Saved entries:
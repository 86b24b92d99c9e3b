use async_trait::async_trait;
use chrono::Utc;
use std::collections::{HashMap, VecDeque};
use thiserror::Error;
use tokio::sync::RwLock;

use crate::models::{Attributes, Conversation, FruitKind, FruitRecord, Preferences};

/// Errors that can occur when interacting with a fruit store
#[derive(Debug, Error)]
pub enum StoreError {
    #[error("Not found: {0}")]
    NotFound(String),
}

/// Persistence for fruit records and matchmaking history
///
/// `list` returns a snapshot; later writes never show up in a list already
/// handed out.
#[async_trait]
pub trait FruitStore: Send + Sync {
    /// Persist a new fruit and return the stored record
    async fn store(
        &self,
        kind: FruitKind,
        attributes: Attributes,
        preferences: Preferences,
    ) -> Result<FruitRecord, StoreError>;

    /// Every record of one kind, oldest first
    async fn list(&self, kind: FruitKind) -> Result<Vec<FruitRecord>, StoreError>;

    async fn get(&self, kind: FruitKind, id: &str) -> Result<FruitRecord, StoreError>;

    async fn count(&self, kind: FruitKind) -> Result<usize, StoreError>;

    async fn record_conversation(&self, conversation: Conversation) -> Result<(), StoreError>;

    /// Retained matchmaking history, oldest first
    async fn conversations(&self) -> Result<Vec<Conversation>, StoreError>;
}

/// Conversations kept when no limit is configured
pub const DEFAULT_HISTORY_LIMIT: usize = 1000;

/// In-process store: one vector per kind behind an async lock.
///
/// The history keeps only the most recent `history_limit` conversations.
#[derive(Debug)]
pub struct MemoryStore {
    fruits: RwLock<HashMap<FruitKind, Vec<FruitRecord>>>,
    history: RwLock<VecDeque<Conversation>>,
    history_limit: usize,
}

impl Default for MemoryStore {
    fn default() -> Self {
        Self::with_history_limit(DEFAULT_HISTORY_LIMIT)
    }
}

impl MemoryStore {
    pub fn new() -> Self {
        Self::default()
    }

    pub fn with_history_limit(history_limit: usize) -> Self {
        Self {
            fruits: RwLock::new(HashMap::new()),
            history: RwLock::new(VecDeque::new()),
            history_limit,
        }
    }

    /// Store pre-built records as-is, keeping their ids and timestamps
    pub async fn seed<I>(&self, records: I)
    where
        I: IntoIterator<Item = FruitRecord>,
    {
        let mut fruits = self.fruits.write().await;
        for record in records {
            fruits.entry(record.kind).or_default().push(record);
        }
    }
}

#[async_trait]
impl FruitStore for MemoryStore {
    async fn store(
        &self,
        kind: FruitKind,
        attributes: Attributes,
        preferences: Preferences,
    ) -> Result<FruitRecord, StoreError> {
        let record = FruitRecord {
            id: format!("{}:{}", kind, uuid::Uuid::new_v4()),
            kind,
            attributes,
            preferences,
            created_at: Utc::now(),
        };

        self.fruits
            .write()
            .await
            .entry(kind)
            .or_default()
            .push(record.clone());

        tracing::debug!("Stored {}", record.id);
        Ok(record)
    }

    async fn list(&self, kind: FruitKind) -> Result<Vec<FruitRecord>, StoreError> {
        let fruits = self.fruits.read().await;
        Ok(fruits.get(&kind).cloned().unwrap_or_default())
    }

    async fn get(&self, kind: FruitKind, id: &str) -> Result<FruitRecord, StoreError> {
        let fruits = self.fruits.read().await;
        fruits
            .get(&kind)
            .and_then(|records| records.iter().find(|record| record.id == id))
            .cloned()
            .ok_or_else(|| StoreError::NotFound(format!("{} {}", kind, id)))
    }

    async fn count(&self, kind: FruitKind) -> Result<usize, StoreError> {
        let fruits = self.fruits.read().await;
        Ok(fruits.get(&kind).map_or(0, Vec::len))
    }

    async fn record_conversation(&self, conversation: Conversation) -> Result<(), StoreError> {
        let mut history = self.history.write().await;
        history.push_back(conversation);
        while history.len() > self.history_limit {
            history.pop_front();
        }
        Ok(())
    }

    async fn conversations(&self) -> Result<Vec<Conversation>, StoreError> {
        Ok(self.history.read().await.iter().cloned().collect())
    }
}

** Activity **
Every line in the data that holds the string "usize" should be returned.

** Exercise result **
    async fn count(&self, kind: FruitKind) -> Result<usize, StoreError>;
pub const DEFAULT_HISTORY_LIMIT: usize = 1000;
    history_limit: usize,
    pub fn with_history_limit(history_limit: usize) -> Self {
    async fn count(&self, kind: FruitKind) -> Result<usize, StoreError> {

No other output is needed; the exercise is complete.